Paula C. Squires// October 5, 2015//
The opening of the Silver Line Metro last year already has added nearly 900,000 square feet of occupancy to Tyson’s office tenant base, according to new research analysis from JLL.
Since 2014, migration from other submarkets and expansions have totaled 898,328 square feet, the company said. All but one of these deals has been in Class A buildings, showing a consistent flight-to-quality trend throughout the market.
According to JLL, the first wave of commercial office tenants migrated to Northern Virginia’s new urban center last year, including Intelsat, Alarm.com, Kiewit and Splunk. They joined Capital One, which is expanding its presence by building a 975,000-square-foot headquarters building near the new McLean Metro Station. Capital One also is searching for 70,000 square feet of additional space in the market.
“These companies moved at the right time to take advantage of all the transportation benefits, new building technologies and amenities, and the operational efficiencies that come with a move and new office space here in Tysons,” Dean Stiles, a senior vice president at JLL who focuses on tenant representation in the Washington, D.C. metropolitan area, said in a statement.
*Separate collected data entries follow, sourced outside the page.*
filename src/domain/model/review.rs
use crate::domain::validation::{self, ValidationError};

/// A persisted review joined with the names of both parents.
///
/// Parents are referenced by id only; the names come from the read query,
/// never from a stored back-pointer.
#[derive(Debug, Clone, PartialEq, Eq, sqlx::FromRow)]
pub struct Review {
    pub id: i64,
    pub rating: i64,
    pub comment: String,
    pub customer_id: i64,
    pub restaurant_id: i64,
    pub customer_name: String,
    pub restaurant_name: String,
}

#[derive(Debug, Clone, PartialEq, Eq)]
pub struct NewReview {
    pub rating: i64,
    pub comment: String,
    pub customer_id: i64,
    pub restaurant_id: i64,
}

impl NewReview {
    pub fn new(
        rating: i64,
        comment: Option<&str>,
        customer_id: i64,
        restaurant_id: i64,
    ) -> Result<Self, ValidationError> {
        Ok(Self {
            rating: validation::rating(rating)?,
            comment: validation::comment(comment)?,
            customer_id,
            restaurant_id,
        })
    }
}
use restaurant_reviews::infra::{config, logging};
use restaurant_reviews::transport;
use restaurant_reviews::DatabaseService;
use tracing::info;

#[tokio::main]
async fn main() -> anyhow::Result<()> {
    config::load_dotenv();
    logging::init(&config::log_filter());

    let bind_addr = config::bind_addr()?;
    let database_url = config::database_url();

    info!("initializing DatabaseService");
    let db_service = DatabaseService::connect(&database_url).await?;

    let app = transport::http::create_app(transport::http::AppState::new(db_service));
    let listener = tokio::net::TcpListener::bind(bind_addr).await?;
    info!("API server listening on http://{}", bind_addr);
    info!("Swagger UI available at http://{}/swagger-ui", bind_addr);

    axum::serve(listener, app)
        .with_graceful_shutdown(async {
            let _ = tokio::signal::ctrl_c().await;
            info!("shutdown signal received");
        })
        .await?;

    Ok(())
}
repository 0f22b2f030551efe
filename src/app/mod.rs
pub mod customers;
pub mod database_service;
pub mod error;
pub mod restaurants;
pub mod reviews;
pub mod seed;
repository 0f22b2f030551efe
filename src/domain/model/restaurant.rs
use crate::domain::validation::{self, ValidationError, DEFAULT_PRICE_RANGE};

/// A persisted restaurant row.
#[derive(Debug, Clone, PartialEq, Eq, sqlx::FromRow)]
pub struct Restaurant {
    pub id: i64,
    pub name: String,
    pub address: String,
    pub price_range: i64,
}

/// A validated restaurant that has not been inserted yet.
#[derive(Debug, Clone, PartialEq, Eq)]
pub struct NewRestaurant {
    pub name: String,
    pub address: String,
    pub price_range: i64,
}

impl NewRestaurant {
    /// `price_range` falls back to 1 when absent.
    pub fn new(
        name: &str,
        address: &str,
        price_range: Option<i64>,
    ) -> Result<Self, ValidationError> {
        Ok(Self {
            name: validation::name(name)?,
            address: validation::address(address)?,
            price_range: validation::price_range(price_range.unwrap_or(DEFAULT_PRICE_RANGE))?,
        })
    }
}

/// The fields a partial update may touch. Anything else is not patchable.
#[derive(Debug, Clone, Default, PartialEq, Eq)]
pub struct RestaurantChanges {
    pub name: Option<String>,
    pub address: Option<String>,
    pub price_range: Option<i64>,
}

impl RestaurantChanges {
    pub fn is_empty(&self) -> bool {
        self.name.is_none() && self.address.is_none() && self.price_range.is_none()
    }
}

impl Restaurant {
    pub fn set_name(&mut self, name: &str) -> Result<(), ValidationError> {
        self.name = validation::name(name)?;
        Ok(())
    }

    pub fn set_address(&mut self, address: &str) -> Result<(), ValidationError> {
        self.address = validation::address(address)?;
        Ok(())
    }

    pub fn set_price_range(&mut self, price_range: i64) -> Result<(), ValidationError> {
        self.price_range = validation::price_range(price_range)?;
        Ok(())
    }

    /// Applies every present change through its validating setter.
    ///
    /// On error `self` may be partially modified; callers discard it.
    pub fn apply(&mut self, changes: &RestaurantChanges) -> Result<(), ValidationError> {
        if let Some(name) = changes.name.as_deref() {
            self.set_name(name)?;
        }
        if let Some(address) = changes.address.as_deref() {
            self.set_address(address)?;
        }
        if let Some(price_range) = changes.price_range {
            self.set_price_range(price_range)?;
        }
        Ok(())
    }
}
pub mod router;
pub mod types;
pub mod handlers {
    pub mod common;
    pub mod customers;
    pub mod health;
    pub mod restaurants;
    pub mod reviews;
}

pub use router::{create_app, create_router, ApiDoc};
pub use types::AppState;
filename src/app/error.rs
//! Error taxonomy for the data service.

use crate::domain::validation::ValidationError;
use thiserror::Error;

/// The record type a lookup was made against.
#[derive(Debug, Clone, Copy, PartialEq, Eq)]
pub enum Resource {
    Restaurant,
    Customer,
    Review,
}

impl Resource {
    pub fn as_str(&self) -> &'static str {
        match self {
            Resource::Restaurant => "Restaurant",
            Resource::Customer => "Customer",
            Resource::Review => "Review",
        }
    }
}

impl std::fmt::Display for Resource {
    fn fmt(&self, f: &mut std::fmt::Formatter<'_>) -> std::fmt::Result {
        f.write_str(self.as_str())
    }
}

#[derive(Debug, Error)]
pub enum ServiceError {
    #[error("{0} not found")]
    NotFound(Resource),

    #[error("validation failed: {0}")]
    Validation(#[from] ValidationError),

    #[error("database error: {0}")]
    Database(sqlx::Error),

    #[error("migration error: {0}")]
    Migration(#[from] sqlx::migrate::MigrateError),
}

pub type ServiceResult<T> = Result<T, ServiceError>;

impl From<sqlx::Error> for ServiceError {
    /// Constraint violations are caller mistakes, everything else is internal.
    fn from(err: sqlx::Error) -> Self {
        if let Some(db_err) = err.as_database_error() {
            if db_err.is_unique_violation() {
                let what = match db_err.message() {
                    m if m.contains("customers.email") => "email",
                    m if m.contains("restaurants.name") => "name",
                    _ => "value",
                };
                return ServiceError::Validation(ValidationError::Duplicate(what));
            }
            if db_err.is_foreign_key_violation() {
                return ServiceError::Validation(ValidationError::DanglingReference);
            }
        }
        ServiceError::Database(err)
    }
}

#[cfg(test)]
mod tests {
    use super::*;
    use crate::app::database_service::DatabaseService;

    #[test]
    fn not_found_message_names_the_type() {
        assert_eq!(
            ServiceError::NotFound(Resource::Restaurant).to_string(),
            "Restaurant not found"
        );
        assert_eq!(
            ServiceError::NotFound(Resource::Review).to_string(),
            "Review not found"
        );
    }

    #[test]
    fn row_not_found_is_internal() {
        let err: ServiceError = sqlx::Error::RowNotFound.into();
        assert!(matches!(err, ServiceError::Database(_)));
    }

    #[tokio::test]
    async fn foreign_key_violation_is_a_dangling_reference() {
        let db = DatabaseService::connect("sqlite::memory:").await.unwrap();
        let err = sqlx::query(
            "INSERT INTO reviews (rating, comment, customer_id, restaurant_id) \
             VALUES (5, '', 41, 42)",
        )
        .execute(&db.pool)
        .await
        .unwrap_err();

        let err = ServiceError::from(err);
        assert!(matches!(
            err,
            ServiceError::Validation(ValidationError::DanglingReference)
        ));
        assert_eq!(
            err.to_string(),
            "validation failed: reference to a missing record"
        );
    }
}
use crate::app::error::{Resource, ServiceError};
use crate::domain::model::NewReview;
use crate::transport::http::handlers::common::{json_body, path_id};
use crate::transport::http::types::{
    AppState, CreateReviewRequest, ErrorBody, ReviewView, ValidationErrorsBody,
};
use axum::extract::rejection::{JsonRejection, PathRejection};
use axum::extract::{Path, State};
use axum::http::StatusCode;
use axum::Json;

#[utoipa::path(
    get,
    path = "/reviews",
    responses(
        (
            status = 200,
            description = "All reviews with customer and restaurant summaries",
            body = [ReviewView]
        )
    )
)]
pub async fn list_reviews_handler(
    State(state): State<AppState>,
) -> Result<Json<Vec<ReviewView>>, ServiceError> {
    let db_service = state.db_service.lock().await;
    let reviews = db_service.list_reviews().await?;
    Ok(Json(reviews.iter().map(ReviewView::from).collect()))
}

#[utoipa::path(
    get,
    path = "/reviews/{id}",
    params(("id" = i64, Path, description = "Review id")),
    responses(
        (status = 200, description = "The review", body = ReviewView),
        (status = 404, description = "Review not found", body = ErrorBody)
    )
)]
pub async fn get_review_handler(
    State(state): State<AppState>,
    path: Result<Path<i64>, PathRejection>,
) -> Result<Json<ReviewView>, ServiceError> {
    let id = path_id(path, Resource::Review)?;
    let db_service = state.db_service.lock().await;
    let review = db_service.get_review(id).await?;
    Ok(Json(ReviewView::from(&review)))
}

#[utoipa::path(
    post,
    path = "/reviews",
    request_body = CreateReviewRequest,
    responses(
        (status = 201, description = "Review created", body = ReviewView),
        (
            status = 400,
            description = "Validation failed or unknown customer/restaurant",
            body = ValidationErrorsBody
        )
    )
)]
pub async fn create_review_handler(
    State(state): State<AppState>,
    body: Result<Json<CreateReviewRequest>, JsonRejection>,
) -> Result<(StatusCode, Json<ReviewView>), ServiceError> {
    let request = json_body(body)?;
    let new = NewReview::new(
        request.rating,
        request.comment.as_deref(),
        request.customer_id,
        request.restaurant_id,
    )?;

    let db_service = state.db_service.lock().await;
    let review = db_service.create_review(new).await?;
    Ok((StatusCode::CREATED, Json(ReviewView::from(&review))))
}

#[utoipa::path(
    delete,
    path = "/reviews/{id}",
    params(("id" = i64, Path, description = "Review id")),
    responses(
        (status = 204, description = "Review deleted"),
        (status = 404, description = "Review not found", body = ErrorBody)
    )
)]
pub async fn delete_review_handler(
    State(state): State<AppState>,
    path: Result<Path<i64>, PathRejection>,
) -> Result<StatusCode, ServiceError> {
    let id = path_id(path, Resource::Review)?;
    let db_service = state.db_service.lock().await;
    db_service.delete_review(id).await?;
    Ok(StatusCode::NO_CONTENT)
}
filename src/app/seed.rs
//! Development seed data.

use crate::app::database_service::DatabaseService;
use crate::domain::model::{NewCustomer, NewRestaurant, NewReview};
use tracing::info;

/// Row counts written by [`run`].
#[derive(Debug, Clone, Copy, PartialEq, Eq)]
pub struct SeedSummary {
    pub restaurants: usize,
    pub customers: usize,
    pub reviews: usize,
}

const RESTAURANTS: [(&str, &str, i64); 3] = [
    ("The Gourmet Spot", "123 Main Street, Downtown", 3),
    ("Pizza Palace", "456 Oak Avenue, Midtown", 2),
    ("Fine Dining Experience", "789 Elite Boulevard, Uptown", 4),
];

const CUSTOMERS: [(&str, &str); 3] = [
    ("John Doe", "john@example.com"),
    ("Jane Smith", "jane@example.com"),
    ("Bob Johnson", "bob@example.com"),
];

/// `(rating, comment)`; the n-th review links the n-th customer and restaurant.
const REVIEWS: [(i64, &str); 3] = [
    (5, "Excellent food and service!"),
    (4, "Great pizza, will come back!"),
    (3, "Good but overpriced"),
];

/// Wipes all three tables and inserts the fixed development data set.
pub async fn run(db: &DatabaseService) -> anyhow::Result<SeedSummary> {
    db.clear_db().await?;

    let mut restaurants = Vec::with_capacity(RESTAURANTS.len());
    for (name, address, price_range) in RESTAURANTS {
        let new = NewRestaurant::new(name, address, Some(price_range))?;
        restaurants.push(db.create_restaurant(new).await?);
    }

    let mut customers = Vec::with_capacity(CUSTOMERS.len());
    for (name, email) in CUSTOMERS {
        customers.push(db.create_customer(NewCustomer::new(name, email)?).await?);
    }

    let mut reviews = 0;
    for (((rating, comment), customer), restaurant) in
        REVIEWS.iter().zip(&customers).zip(&restaurants)
    {
        let new = NewReview::new(*rating, Some(*comment), customer.id, restaurant.id)?;
        db.create_review(new).await?;
        reviews += 1;
    }

    let summary = SeedSummary {
        restaurants: restaurants.len(),
        customers: customers.len(),
        reviews,
    };
    info!(?summary, "database seeded");
    Ok(summary)
}
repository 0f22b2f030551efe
pub mod http;
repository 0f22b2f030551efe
//! Centralized configuration (environment variables + defaults).

use std::net::SocketAddr;

pub const DEFAULT_DATABASE_URL: &str = "sqlite://app.db";
pub const DEFAULT_BIND_ADDR: &str = "127.0.0.1:5555";
pub const DEFAULT_LOG_FILTER: &str = "info";

/// Loads `.env` if present. Safe to call more than once.
pub fn load_dotenv() {
    dotenv::dotenv().ok();
}

/// SQLite connection string. The file is created on first connect.
pub fn database_url() -> String {
    std::env::var("DATABASE_URL").unwrap_or_else(|_| DEFAULT_DATABASE_URL.to_string())
}

/// Address the API server listens on.
pub fn bind_addr() -> anyhow::Result<SocketAddr> {
    let raw = std::env::var("BIND_ADDR").unwrap_or_else(|_| DEFAULT_BIND_ADDR.to_string());
    raw.parse::<SocketAddr>()
        .map_err(|e| anyhow::anyhow!("BIND_ADDR must be a socket address ({}): {}", raw, e))
}

/// `tracing` filter directive, e.g. `info` or `restaurant_reviews=debug,tower_http=info`.
pub fn log_filter() -> String {
    std::env::var("RUST_LOG").unwrap_or_else(|_| DEFAULT_LOG_FILTER.to_string())
}
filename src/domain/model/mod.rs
//! Record types for restaurants, customers and reviews.
//!
//! `New*` values are validated at construction; persisted rows only change
//! through validating setters, so an invalid value never reaches storage.

pub mod customer;
pub mod restaurant;
pub mod review;

pub use customer::{Customer, CustomerChanges, NewCustomer};
pub use restaurant::{NewRestaurant, Restaurant, RestaurantChanges};
pub use review::{NewReview, Review};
“The addition of public transportation, the 495 Express Lanes and future improvements like the Jones Branch overpass — combined with Tyson’s pro-business governance and excellent public services — have made this market quite competitive and will all help to push Tysons towards being a Top 10 Central Business District.”
Future office migrations to Tysons include Reed Smith and Washington Gas, with the Pentagon Federal Credit Union relocation still pending, according to JLL.
Stiles says the momentum in market activity will continue with other new office deliveries like Lerner Enterprises at 1775 Tysons Blvd.